# Can I get some advise on this Ghetto Soap-opera



## Red curls (Aug 6, 2013)

I am new here & hope I am posting in the right section. I feel so lost & alone right now. My head is spinning! 
My Hubby & I got together in 2002. We have 2 kids together ages 8&7. I have a 16 year old daughter my hubs has raised like his own since she was 4. I love him dearly & he is a great father to all 3 kids. What's got me so upset is his parents, money, pills & lies!
His parents couldnt manage a hill of beans & have always mooched money off of their kids, since their kids began working as teenagers. They have lied to us to get money many times & when we dont have any to give them. They bad mouth us & lie about us. I have never nagged him about this, nor have I ever said anything mean to his mom. Over the years Hubby has given his parents our bill & grocery money more than once. I calmly sat hubs down & showed him our monthly budget & explained to him that we can not afford to give them hundreds of dollars a month when they bring home way more than I do.

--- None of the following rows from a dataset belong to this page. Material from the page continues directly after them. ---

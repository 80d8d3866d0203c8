use clap::{Parser, Subcommand};
use std::path::PathBuf;

#[derive(Parser)]
#[command(name = "archive-lens")]
#[command(about = "Browse, edit and compare the entries of an archive")]
pub struct Cli {
    /// Log at debug level to stderr
    #[arg(short, long, global = true)]
    pub verbose: bool,

    /// JSON configuration file
    #[arg(short, long, global = true)]
    pub config: Option<PathBuf>,

    #[command(subcommand)]
    pub command: Commands,
}

#[derive(Subcommand)]
pub enum Commands {
    /// Print the entry tree of a directory archive
    Tree {
        /// Directory acting as the archive
        archive: PathBuf,
        /// Directory with the unmodified counterparts of the entries
        #[arg(short, long)]
        reference: Option<PathBuf>,
        /// Only show entries whose path contains this text
        #[arg(short, long)]
        filter: Option<String>,
        /// Expand every directory
        #[arg(long)]
        expand_all: bool,
        /// Print the session state as JSON instead of the tree
        #[arg(long)]
        json: bool,
    },
    /// Compare two files and print their differences
    Diff {
        left: PathBuf,
        right: PathBuf,
    },
    /// Run a headless session script
    Run {
        /// Script file, one command per line
        script: PathBuf,
        /// Directory with the unmodified counterparts of the entries
        #[arg(short, long)]
        reference: Option<PathBuf>,
        /// Where extracted entries are written
        #[arg(long)]
        extract_dir: Option<PathBuf>,
        /// Print the final session state as JSON
        #[arg(long)]
        json: bool,
    },
}
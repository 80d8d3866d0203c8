use archive_lens::cli::{Cli, Commands};
use archive_lens::config::Config;
use archive_lens::error::{LensError, Result};
use archive_lens::local_engine::LocalEngineConfig;
use archive_lens::main_lib;
use clap::Parser;

#[tokio::main]
async fn main() -> Result<()> {
    let cli = Cli::parse();
    init_logging(cli.verbose)?;

    let config = Config::load_or_default(cli.config.as_deref())?;

    match cli.command {
        Commands::Tree {
            archive,
            reference,
            filter,
            expand_all,
            json,
        } => {
            let out = main_lib::print_tree(config, &archive, reference, filter.as_deref(), expand_all, json).await?;
            print!("{}", out);
            Ok(())
        }
        Commands::Diff { left, right } => {
            let out = main_lib::diff_files(config, &left, &right).await?;
            print!("{}", out);
            Ok(())
        }
        Commands::Run {
            script,
            reference,
            extract_dir,
            json,
        } => {
            let engine_config = LocalEngineConfig {
                reference_dir: reference,
                extract_dir,
            };
            let (report, snapshot, transcript) = main_lib::run_script(config, &script, engine_config).await?;
            print!("{}", transcript);
            if json {
                println!("{}", serde_json::to_string_pretty(&snapshot)?);
            }
            report.print_summary();

            if report.success() {
                log::info!("🧪 Script completed successfully");
                Ok(())
            } else {
                log::error!("🧪 Script failed");
                Err(LensError::from("Script failed"))
            }
        }
    }
}

/// Append debug logs to `ARCHIVE_LENS_LOG` when set, else to stderr with
/// `--verbose`
fn init_logging(verbose: bool) -> Result<()> {
    if let Ok(log_file) = std::env::var("ARCHIVE_LENS_LOG") {
        let file = std::fs::OpenOptions::new().create(true).append(true).open(&log_file)?;
        env_logger::Builder::new()
            .target(env_logger::Target::Pipe(Box::new(file)))
            .filter_level(log::LevelFilter::Debug)
            .init();
        log::info!("Archive Lens starting up");
    } else if verbose {
        env_logger::Builder::new()
            .filter_level(log::LevelFilter::Debug)
            .init();
    }
    Ok(())
}
//! Top-level composition of the state slices.
//!
//! Each slice has one owner: `TreeState` holds the listing, `SelectionState`
//! the selected entry, `CompareEngine` the comparison and `EditorBuffer` the
//! open document. User operations validate, dispatch and return; answers
//! come back through `handle_task_result`, the only place where engine
//! responses are written into the slices.

use crate::async_task::{run_worker, RequestId, Task, TaskEnvelope, TaskOutcome, TaskResult};
use crate::compare::{CompareDataset, CompareEngine, CompareMode, CompareOutcome};
use crate::config::Config;
use crate::dialogs::FilePicker;
use crate::dispatcher::MutationDispatcher;
use crate::error::{DispatchError, ValidationError};
use crate::guard::SingleFlight;
use crate::navigator::{Direction, NavigatorEvent, NavigatorViewModel, TreeState};
use crate::path_set::PathSet;
use crate::remote::{ArchiveEngine, CloseResponse, DocumentKind, OpenResponse, OpenedKind, PathSetResponse, SaveRequest};
use crate::selection::{EntryAction, SelectionState};
use serde::{Deserialize, Serialize};
use std::collections::HashSet;
use std::path::Path;
use std::sync::Arc;
use tokio::sync::mpsc;

#[derive(Debug, Clone, Copy, Default, PartialEq, Eq, Serialize, Deserialize)]
#[serde(rename_all = "lowercase")]
pub enum ActiveView {
    #[default]
    Archive,
    Editor,
    Comparer,
}

/// What the editor shows. Written by open, edit and close-all answers and
/// by the user typing.
#[derive(Debug, Clone, Default, PartialEq, Eq, Serialize, Deserialize)]
pub struct EditorBuffer {
    pub text: String,
    pub language: String,
    pub label: String,
}

/// Serializable picture of a session for scripts and the CLI
#[derive(Debug, Clone, PartialEq, Serialize, Deserialize)]
pub struct SessionSnapshot {
    pub status_message: String,
    pub view: ActiveView,
    pub archive_label: Option<String>,
    pub selection: Option<String>,
    pub search_query: String,
    pub path_set: PathSet,
    pub tree: Vec<String>,
    pub editor: EditorBuffer,
    pub compare: Option<CompareDataset>,
    pub diff_index: usize,
    pub diff_total: usize,
}
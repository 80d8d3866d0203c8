pub mod async_task;
pub mod cli;
pub mod collapse;
pub mod command;
pub mod compare;
pub mod config;
pub mod dialogs;
pub mod diff_ranges;
pub mod dispatcher;
pub mod error;
pub mod executor;
pub mod guard;
pub mod local_engine;
pub mod main_lib;
pub mod navigator;
pub mod path_set;
pub mod remote;
pub mod search;
pub mod selection;
pub mod session;
pub mod tree;
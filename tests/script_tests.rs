use archive_lens::config::Config;
use archive_lens::dialogs::QueuedPicker;
use archive_lens::executor::{Executor, Script, ScriptReport};
use archive_lens::local_engine::{LocalEngine, LocalEngineConfig};
use archive_lens::session::ActiveView;
use std::fs;
use std::path::{Path, PathBuf};
use std::sync::Arc;
use tempfile::TempDir;

/// Runs session scripts against a directory archive in a temp dir.
///
/// Scripts may use `$ARCHIVE`, `$REFERENCE` and `$OUTSIDE` placeholders.
struct ScriptTestDriver {
    dir: TempDir,
}

impl ScriptTestDriver {
    fn new() -> Self {
        let dir = TempDir::new().unwrap();
        let write = |path: PathBuf, content: &str| {
            fs::create_dir_all(path.parent().unwrap()).unwrap();
            fs::write(path, content).unwrap();
        };
        let root = dir.path();
        write(root.join("pack/a/b.txt"), "b\n");
        write(root.join("pack/a/c.txt"), "c changed\nsecond\n");
        write(root.join("pack/d.txt"), "d\n");
        write(root.join("vanilla/a/b.txt"), "b\n");
        write(root.join("vanilla/a/c.txt"), "c\nsecond\n");
        write(root.join("vanilla/d.txt"), "d\n");
        write(root.join("outside/new.txt"), "new\n");
        write(root.join("outside/left.txt"), "one\ntwo\nthree\n");
        write(root.join("outside/right.txt"), "one\n2\nthree\nfour\n");
        Self { dir }
    }

    fn path(&self, relative: &str) -> PathBuf {
        self.dir.path().join(relative)
    }

    fn executor(&self) -> Executor {
        let mut config = Config::default();
        config.guard.cooldown_ms = 0;
        let picker = QueuedPicker::new();
        let engine = LocalEngine::new(
            LocalEngineConfig {
                reference_dir: Some(self.path("vanilla")),
                extract_dir: Some(self.path("extracted")),
            },
            Arc::new(picker.clone()),
        );
        Executor::start(Arc::new(engine), config, picker)
    }

    fn script(&self, text: &str) -> Script {
        let text = text
            .replace("$ARCHIVE", &self.path("pack").display().to_string())
            .replace("$REFERENCE", &self.path("vanilla").display().to_string())
            .replace("$OUTSIDE", &self.path("outside").display().to_string());
        Script::from_string(&text).unwrap()
    }

    async fn run(&self, text: &str) -> (ScriptReport, Executor) {
        let mut executor = self.executor();
        let report = executor.run(&self.script(text)).await;
        (report, executor)
    }
}

fn assert_passed(report: &ScriptReport) {
    assert!(report.success(), "script failed: {:?}", report.errors);
}

#[tokio::test]
async fn open_shows_markers() {
    let driver = ScriptTestDriver::new();
    let (report, _) = driver
        .run(
            r#"
open $ARCHIVE
assert status_contains Opened archive pack
assert paths a/b.txt,a/c.txt,d.txt
assert marker a/c.txt modified
assert marker a/b.txt none
expand a
assert tree_line  ▾ a
assert tree_line      c.txt [*]
assert visible 4
"#,
        )
        .await;
    assert_passed(&report);
    assert_eq!(report.assertions_passed, 7);
}

#[tokio::test]
async fn expand_state_survives_mutations() {
    let driver = ScriptTestDriver::new();
    let (report, _) = driver
        .run(
            r#"
open $ARCHIVE
expand a
add x/new.txt $OUTSIDE/new.txt
assert contains x/new.txt
assert marker x/new.txt added
assert expanded a
assert collapsed x
"#,
        )
        .await;
    assert_passed(&report);
}

#[tokio::test]
async fn add_existing_without_overwrite_is_rejected_locally() {
    let driver = ScriptTestDriver::new();
    let (report, executor) = driver
        .run(
            r#"
open $ARCHIVE
add a/b.txt $OUTSIDE/new.txt
assert status 'a/b.txt' already exists in the archive
assert pending 0
add a/b.txt $OUTSIDE/new.txt overwrite
assert marker a/b.txt modified
"#,
        )
        .await;
    assert_passed(&report);
    assert_eq!(executor.session().tree_state().path_set().len(), 3);
}

#[tokio::test]
async fn remove_directory_reconciles_listing() {
    let driver = ScriptTestDriver::new();
    let (report, executor) = driver
        .run(
            r#"
open $ARCHIVE
select a
remove
assert paths d.txt
assert selection none
assert missing a/b.txt
"#,
        )
        .await;
    assert_passed(&report);
    assert!(executor.session().tree_state().tree().find("a").is_none());
}

#[tokio::test]
async fn rename_and_replace_selected() {
    let driver = ScriptTestDriver::new();
    let (report, _) = driver
        .run(
            r#"
open $ARCHIVE
select d.txt
rename e/d.txt
assert paths a/b.txt,a/c.txt,e/d.txt
assert selection none
select a/b.txt
pick cancel
replace
assert marker a/b.txt none
pick $OUTSIDE/new.txt
replace
assert marker a/b.txt modified
"#,
        )
        .await;
    assert_passed(&report);
}

#[tokio::test]
async fn add_to_selected_directory_uses_file_name() {
    let driver = ScriptTestDriver::new();
    let (report, _) = driver
        .run(
            r#"
open $ARCHIVE
select d.txt
add_to_dir
assert status 'd.txt' is not a directory
select a
pick $OUTSIDE/new.txt
add_to_dir
assert contains a/new.txt
"#,
        )
        .await;
    assert_passed(&report);
}

#[tokio::test]
async fn compare_with_reference_and_navigate() {
    let driver = ScriptTestDriver::new();
    let (report, executor) = driver
        .run(
            r#"
open $ARCHIVE
compare
assert status Select some file to compare first!
select a/b.txt
compare
assert status Files are identical! Skipping comparison.
assert compare none
select a/c.txt
compare
assert view comparer
assert diff_total 1
next_diff
assert diff_index 0
prev_diff
assert diff_index 0
close_compare
assert view archive
"#,
        )
        .await;
    assert_passed(&report);
    assert_eq!(executor.session().view(), ActiveView::Archive);
}

#[tokio::test]
async fn compare_disk_files_with_wrapping_navigation() {
    let driver = ScriptTestDriver::new();
    let (report, executor) = driver
        .run(
            r#"
pick $OUTSIDE/left.txt
pick $OUTSIDE/right.txt
compare_files
assert view comparer
assert diff_total 2
next_diff
assert diff_index 1
next_diff
assert diff_index 0
"#,
        )
        .await;
    assert_passed(&report);
    let dataset = executor.session().compare().dataset().unwrap();
    assert!(dataset.is_small_pair);
    assert!(!dataset.is_tied_to_live_editor);
    assert_eq!(dataset.language, "plaintext");
}

#[tokio::test]
async fn edit_save_and_compare_buffer() {
    let driver = ScriptTestDriver::new();
    let (report, executor) = driver
        .run(
            r#"
open $ARCHIVE
select a/c.txt
edit
assert view editor
assert status Opened file: a/c.txt
assert language plaintext
compare_buffer
assert diff_total 1
close_compare
assert view editor
type c\nsecond\n
compare_buffer
assert status Files are identical! Skipping comparison.
save document
assert marker a/c.txt none
"#,
        )
        .await;
    assert_passed(&report);
    assert_eq!(executor.session().editor().text, "c\nsecond\n");
}

#[tokio::test]
async fn buffer_compare_needs_content() {
    let driver = ScriptTestDriver::new();
    let (report, _) = driver
        .run(
            r#"
compare_buffer
assert status No content in editor!
compare_buffer_disk
assert status No content in editor!
assert pending 0
"#,
        )
        .await;
    assert_passed(&report);
}

#[tokio::test]
async fn entry_search_keeps_listing_without_hits() {
    let driver = ScriptTestDriver::new();
    let (report, _) = driver
        .run(
            r#"
open $ARCHIVE
search nothing-like-this
assert status No matches found: nothing-like-this
assert paths a/b.txt,a/c.txt,d.txt
search changed
assert paths a/c.txt
clear_search
assert paths a/b.txt,a/c.txt,d.txt
"#,
        )
        .await;
    assert_passed(&report);
}

#[tokio::test]
async fn filter_reveals_without_touching_expand_state() {
    let driver = ScriptTestDriver::new();
    let (report, _) = driver
        .run(
            r#"
open $ARCHIVE
filter C.TXT
assert visible 2
assert collapsed a
clear_filter
assert visible 2
"#,
        )
        .await;
    assert_passed(&report);
}

#[tokio::test]
async fn extract_and_close_all() {
    let driver = ScriptTestDriver::new();
    let (report, executor) = driver
        .run(
            r#"
open $ARCHIVE
select a/b.txt
extract
assert status_contains Extracted a/b.txt
close_all
assert paths
assert selection none
assert editor
"#,
        )
        .await;
    assert_passed(&report);
    assert_eq!(
        fs::read_to_string(driver.path("extracted").join("a/b.txt")).unwrap(),
        "b\n"
    );
    assert!(executor.session().archive_label().is_none());
}

#[tokio::test]
async fn save_as_cancel_then_copy() {
    let driver = ScriptTestDriver::new();
    let (report, _) = driver
        .run(
            r#"
open $ARCHIVE
pick cancel
save_as archive
assert status_contains Opened archive pack
pick $OUTSIDE/copy
save_as archive
assert status_contains Saved 3 entries
assert paths a/b.txt,a/c.txt,d.txt
assert marker a/c.txt modified
"#,
        )
        .await;
    assert_passed(&report);
    assert_eq!(fs::read_to_string(driver.path("outside/copy/a/c.txt")).unwrap(), "c changed\nsecond\n");
}

#[tokio::test]
async fn filter_clears_hidden_selection() {
    let driver = ScriptTestDriver::new();
    let (report, _) = driver
        .run(
            r#"
open $ARCHIVE
select a
filter d.txt
assert selection none
remove
assert status Select some file first!
assert paths a/b.txt,a/c.txt,d.txt
"#,
        )
        .await;
    assert_passed(&report);
}

#[tokio::test]
async fn failed_assertions_are_counted() {
    let driver = ScriptTestDriver::new();
    let (report, _) = driver
        .run(
            r#"
open $ARCHIVE
assert paths nothing.txt
assert view editor
assert frobnicate x
"#,
        )
        .await;
    assert!(!report.success());
    assert_eq!(report.assertions_failed, 3);
    assert_eq!(report.errors.len(), 3);
    assert!(report.errors[0].starts_with("line 3:"));
}

#[test]
fn script_files_parse() {
    let dir = TempDir::new().unwrap();
    let path: &Path = &dir.path().join("smoke.lens");
    fs::write(path, "# smoke\nopen\nsettle\nprint\n").unwrap();
    let script = Script::from_file(path).unwrap();
    assert_eq!(script.lines.len(), 3);
}
use std::collections::VecDeque;
use std::path::PathBuf;
use std::sync::{Arc, Mutex};

/// What a picked path will be used for
#[derive(Debug, Clone, Copy, PartialEq, Eq)]
pub enum PickPurpose {
    OpenArchive,
    ReplaceContent,
    AddToDirectory,
    SaveAs,
    CompareLeft,
    CompareRight,
}

/// File and directory dialogs. `None` means the user cancelled.
pub trait FilePicker: Send + Sync {
    fn pick_file(&self, purpose: PickPurpose) -> Option<PathBuf>;

    fn pick_directory(&self, purpose: PickPurpose) -> Option<PathBuf>;
}

/// Answers dialogs from a prepared queue; an empty queue cancels.
///
/// Clones share the queue, so a script can feed answers to a picker that
/// has already been handed to the engine.
#[derive(Debug, Clone, Default)]
pub struct QueuedPicker {
    answers: Arc<Mutex<VecDeque<Option<PathBuf>>>>,
}

impl QueuedPicker {
    pub fn new() -> Self {
        Self::default()
    }

    /// Queue the next answer, `None` for a cancelled dialog
    pub fn push(&self, answer: Option<PathBuf>) {
        if let Ok(mut answers) = self.answers.lock() {
            answers.push_back(answer);
        }
    }

    pub fn pending(&self) -> usize {
        self.answers.lock().map(|a| a.len()).unwrap_or(0)
    }

    fn next(&self, purpose: PickPurpose) -> Option<PathBuf> {
        let answer = self.answers.lock().ok().and_then(|mut a| a.pop_front()).flatten();
        log::debug!("📂 QueuedPicker: {:?} -> {:?}", purpose, answer);
        answer
    }
}

impl FilePicker for QueuedPicker {
    fn pick_file(&self, purpose: PickPurpose) -> Option<PathBuf> {
        self.next(purpose)
    }

    fn pick_directory(&self, purpose: PickPurpose) -> Option<PathBuf> {
        self.next(purpose)
    }
}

I had a casual chat with MIL about this & she understood, so I thought. Hubs swore he wasnt going to give them any more cash.
Well long story short, we have been falling farther & farther behind on the mortgage (That is Hubby's only household bill) & Hubby never has any money. I have to give him gas money to get to work & go to the doctor.. His mom just had a mild stroke & the family all got together & started talking. Not only was the In-laws milking everyone in the family, they are dealing their pain pills & smoking pot! Whats worse is Hubby has continued to give them money & has even delivered pot to them, in MY TRUCK! Hubs was injured at work 3 years ago & has been on pain pills. Hubs & his parents are a train-wreck! Almost every week, he will tell me he "Lost" money somewhere or he will hide his check stubs & tell me he made $X amount, so he can only make a partial house payment when I find the stubs, the amount is different. 
After years of calmly trying to talk to him, believing him & believing IN him, I shut down. I didnt hardly speak to him, I had refused to have sex with him, I dont trust him! Last week we had sat down & I explained that he was supposed to me MY life partner, my best friend & I am devastated that he has lied to me about so much! He has swore up & down that he will change & try to be a better husband. (Heard it all before~ Nothing really changes)It pacified me for a day or two. The thought of having a happy home again had me on cloud 9!! 
Here's the problem, I dont believe anything that comes out of his mouth, nor his parent's mouths. His (Step) dad is NOT allowed at my house anymore, nor around my kids EVER! Remember the dementia thing, well he almost shot his wife when he was playing with one of his guns & on another occasion, he was swing a knife all wildly inches from my youngest child's face! I flipped out like I had rabies on him & ran his butt off, I was still nice as pie to my MIL!
I have stopped biting my tongue when it comes to his parents & his lies. I do love him, deep down. He just isnt the same person anymore. Neither am I. I am so stressed out, confused & lost. Should I try to stay & fix this? If so how? or should I cut my losses & roll out? Thank you for letting me vent.. Any advice will be greatly appreciated!


----------



## cdbaker (Nov 5, 2010)

He needs a wake up call in a big way before you make a final decision. I doubt he realizes how dire the situation is, or how serious you are about it.


----------



## 827Aug (Apr 27, 2008)

This is bad! I think I would take the children and leave. Your children don't need to be exposed to all of this. Besides, if he isn't making mortgage payments, how much longer can you stay in the house? Make a list of your grievances and present it when you leave. It will then be up to him to reform.


----------



## mablenc (Feb 26, 2013)

What are you getting from your spouse bedsides lies and problems? What is a good reason to stay? Don't say because he's a good father because he has put you and the kids in danger. Does your husband also have a drug problem?
_Posted via Mobile Device_


----------



## Red curls (Aug 6, 2013)

Yes he does have a drug problem. When we got together, We both drank every weekend & I was on Doctor Rx Benzos. When I got pregnant, I quit everything. He stopped drinking. One week after our youngest child was born, hubs was injured seriously at work & was put on vicodin. Its been down hill from there. After 2 more injuries {He is a heavy equipment mechanic} he is now on Rx Percocet. He is only suppose to take 3 a day, but he eats them like candy. He has even handed me his bottle before & told me to only give him his 3 a day & hide the rest from him. That didnt work. I am NOT his Momma, nor his "Warden"! I was raised that all relationships should be "At will" & I should not have to control/manage/babysit a grown man.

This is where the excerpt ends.